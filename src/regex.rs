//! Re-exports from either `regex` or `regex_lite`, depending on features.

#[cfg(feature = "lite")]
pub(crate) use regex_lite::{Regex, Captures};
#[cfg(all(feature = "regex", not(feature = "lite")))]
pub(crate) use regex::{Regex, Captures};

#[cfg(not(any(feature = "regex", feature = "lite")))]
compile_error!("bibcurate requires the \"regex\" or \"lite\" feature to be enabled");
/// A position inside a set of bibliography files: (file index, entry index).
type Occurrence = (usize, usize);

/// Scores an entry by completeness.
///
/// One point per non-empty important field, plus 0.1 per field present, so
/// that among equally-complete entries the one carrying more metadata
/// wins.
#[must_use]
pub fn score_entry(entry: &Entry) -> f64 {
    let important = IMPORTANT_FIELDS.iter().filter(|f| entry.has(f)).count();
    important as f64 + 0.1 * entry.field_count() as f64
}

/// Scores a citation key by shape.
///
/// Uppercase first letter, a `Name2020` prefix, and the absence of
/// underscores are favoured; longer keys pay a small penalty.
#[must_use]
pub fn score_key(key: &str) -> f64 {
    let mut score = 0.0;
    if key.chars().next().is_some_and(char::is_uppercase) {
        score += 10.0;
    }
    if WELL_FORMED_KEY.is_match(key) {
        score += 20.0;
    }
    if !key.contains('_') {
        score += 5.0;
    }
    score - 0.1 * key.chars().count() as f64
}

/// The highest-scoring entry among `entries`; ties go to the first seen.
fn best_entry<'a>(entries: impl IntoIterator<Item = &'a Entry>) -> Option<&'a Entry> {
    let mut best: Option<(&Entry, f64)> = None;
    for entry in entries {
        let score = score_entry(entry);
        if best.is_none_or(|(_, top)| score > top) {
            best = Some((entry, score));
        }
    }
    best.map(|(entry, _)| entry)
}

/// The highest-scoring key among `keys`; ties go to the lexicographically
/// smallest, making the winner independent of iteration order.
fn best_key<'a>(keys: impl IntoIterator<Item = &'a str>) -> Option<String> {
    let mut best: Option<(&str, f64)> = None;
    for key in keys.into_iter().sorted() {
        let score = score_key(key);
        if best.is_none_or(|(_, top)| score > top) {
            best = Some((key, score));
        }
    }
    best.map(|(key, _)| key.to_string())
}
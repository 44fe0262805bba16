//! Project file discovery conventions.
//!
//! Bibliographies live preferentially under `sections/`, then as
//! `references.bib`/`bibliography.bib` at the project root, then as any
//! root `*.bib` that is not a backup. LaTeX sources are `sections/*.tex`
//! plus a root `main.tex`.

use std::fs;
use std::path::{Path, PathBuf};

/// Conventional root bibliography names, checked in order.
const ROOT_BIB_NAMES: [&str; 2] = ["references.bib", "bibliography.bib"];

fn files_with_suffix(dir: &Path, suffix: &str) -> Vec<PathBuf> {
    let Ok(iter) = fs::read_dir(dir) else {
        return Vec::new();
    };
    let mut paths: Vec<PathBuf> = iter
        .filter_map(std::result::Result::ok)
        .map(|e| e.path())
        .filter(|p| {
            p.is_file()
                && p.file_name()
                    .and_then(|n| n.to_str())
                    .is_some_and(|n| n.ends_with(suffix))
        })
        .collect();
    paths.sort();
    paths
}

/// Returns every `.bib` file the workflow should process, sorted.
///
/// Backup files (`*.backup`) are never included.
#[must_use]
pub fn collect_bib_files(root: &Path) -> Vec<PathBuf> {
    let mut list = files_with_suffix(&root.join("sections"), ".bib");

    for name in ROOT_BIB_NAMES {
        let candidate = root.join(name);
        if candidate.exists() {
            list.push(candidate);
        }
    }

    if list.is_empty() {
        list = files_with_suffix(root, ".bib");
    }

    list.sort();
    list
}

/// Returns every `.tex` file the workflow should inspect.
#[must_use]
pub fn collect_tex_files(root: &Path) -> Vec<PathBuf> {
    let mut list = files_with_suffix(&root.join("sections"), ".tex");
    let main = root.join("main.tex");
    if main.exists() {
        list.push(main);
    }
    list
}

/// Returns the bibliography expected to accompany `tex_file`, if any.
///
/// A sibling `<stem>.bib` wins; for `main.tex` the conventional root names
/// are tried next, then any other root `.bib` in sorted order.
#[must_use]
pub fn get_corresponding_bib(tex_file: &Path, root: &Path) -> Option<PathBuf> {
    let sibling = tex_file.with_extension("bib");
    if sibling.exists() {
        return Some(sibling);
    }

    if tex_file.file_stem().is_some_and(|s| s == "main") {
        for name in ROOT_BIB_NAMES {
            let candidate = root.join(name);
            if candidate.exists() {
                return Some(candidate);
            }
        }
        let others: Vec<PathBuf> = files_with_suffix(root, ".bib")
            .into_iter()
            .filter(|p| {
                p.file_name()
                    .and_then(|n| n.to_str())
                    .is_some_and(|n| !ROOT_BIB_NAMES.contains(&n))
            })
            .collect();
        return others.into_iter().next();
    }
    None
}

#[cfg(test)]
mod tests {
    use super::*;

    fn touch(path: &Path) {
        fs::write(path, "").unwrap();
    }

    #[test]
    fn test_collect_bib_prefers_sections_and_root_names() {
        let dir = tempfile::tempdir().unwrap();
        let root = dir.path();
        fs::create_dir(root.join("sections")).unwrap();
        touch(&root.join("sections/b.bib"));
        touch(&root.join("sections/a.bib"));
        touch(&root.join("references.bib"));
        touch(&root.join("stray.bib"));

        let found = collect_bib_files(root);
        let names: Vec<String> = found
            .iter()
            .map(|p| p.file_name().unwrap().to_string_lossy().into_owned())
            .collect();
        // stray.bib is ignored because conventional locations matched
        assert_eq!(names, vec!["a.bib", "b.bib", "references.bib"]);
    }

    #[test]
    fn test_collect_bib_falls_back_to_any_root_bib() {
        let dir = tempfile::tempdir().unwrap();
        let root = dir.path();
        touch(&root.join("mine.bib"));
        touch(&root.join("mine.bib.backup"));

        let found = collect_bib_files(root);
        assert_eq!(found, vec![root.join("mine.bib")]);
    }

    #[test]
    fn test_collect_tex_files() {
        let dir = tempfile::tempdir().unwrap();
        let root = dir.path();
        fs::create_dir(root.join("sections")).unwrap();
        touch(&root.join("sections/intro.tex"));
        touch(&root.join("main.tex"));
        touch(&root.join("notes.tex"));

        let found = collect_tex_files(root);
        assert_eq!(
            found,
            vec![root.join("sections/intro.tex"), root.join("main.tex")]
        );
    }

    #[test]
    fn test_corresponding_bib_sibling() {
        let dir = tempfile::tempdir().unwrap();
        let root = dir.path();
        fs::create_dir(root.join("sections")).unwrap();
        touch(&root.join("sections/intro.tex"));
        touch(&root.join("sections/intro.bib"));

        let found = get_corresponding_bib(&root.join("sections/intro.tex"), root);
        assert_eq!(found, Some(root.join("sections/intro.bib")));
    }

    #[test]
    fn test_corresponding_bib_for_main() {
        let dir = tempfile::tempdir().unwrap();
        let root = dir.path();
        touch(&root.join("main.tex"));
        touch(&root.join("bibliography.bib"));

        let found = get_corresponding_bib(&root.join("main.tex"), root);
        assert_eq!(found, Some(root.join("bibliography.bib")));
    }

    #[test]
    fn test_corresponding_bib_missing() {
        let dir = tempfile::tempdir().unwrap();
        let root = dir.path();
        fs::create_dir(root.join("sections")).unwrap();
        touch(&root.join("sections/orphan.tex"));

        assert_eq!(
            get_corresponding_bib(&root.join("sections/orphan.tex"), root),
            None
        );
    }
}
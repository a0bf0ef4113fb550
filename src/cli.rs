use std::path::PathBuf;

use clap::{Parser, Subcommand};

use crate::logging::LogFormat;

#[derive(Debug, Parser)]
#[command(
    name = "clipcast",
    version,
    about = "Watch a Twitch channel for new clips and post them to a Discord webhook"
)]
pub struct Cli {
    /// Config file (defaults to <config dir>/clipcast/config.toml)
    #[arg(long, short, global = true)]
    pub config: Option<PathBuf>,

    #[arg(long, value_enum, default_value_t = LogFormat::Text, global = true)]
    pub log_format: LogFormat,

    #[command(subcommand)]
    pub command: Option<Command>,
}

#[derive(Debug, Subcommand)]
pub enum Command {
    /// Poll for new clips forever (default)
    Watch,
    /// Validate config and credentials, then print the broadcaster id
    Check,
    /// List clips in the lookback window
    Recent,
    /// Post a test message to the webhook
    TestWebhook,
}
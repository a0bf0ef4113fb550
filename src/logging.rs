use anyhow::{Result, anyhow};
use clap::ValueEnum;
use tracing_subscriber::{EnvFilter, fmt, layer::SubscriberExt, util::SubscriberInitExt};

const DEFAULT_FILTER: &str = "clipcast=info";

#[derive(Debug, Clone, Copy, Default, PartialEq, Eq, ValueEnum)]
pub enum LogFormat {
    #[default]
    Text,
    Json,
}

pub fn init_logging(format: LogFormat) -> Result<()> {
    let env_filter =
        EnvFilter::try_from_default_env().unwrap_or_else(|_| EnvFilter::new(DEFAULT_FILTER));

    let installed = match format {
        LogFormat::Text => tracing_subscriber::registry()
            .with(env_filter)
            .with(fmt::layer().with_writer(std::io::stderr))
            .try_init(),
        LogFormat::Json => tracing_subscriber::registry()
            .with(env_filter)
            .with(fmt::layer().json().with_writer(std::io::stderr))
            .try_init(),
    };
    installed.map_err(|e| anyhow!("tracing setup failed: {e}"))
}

What you need to do - In the material above, tally each line where "impl" appears, and respond with only the tally.

Task output - 2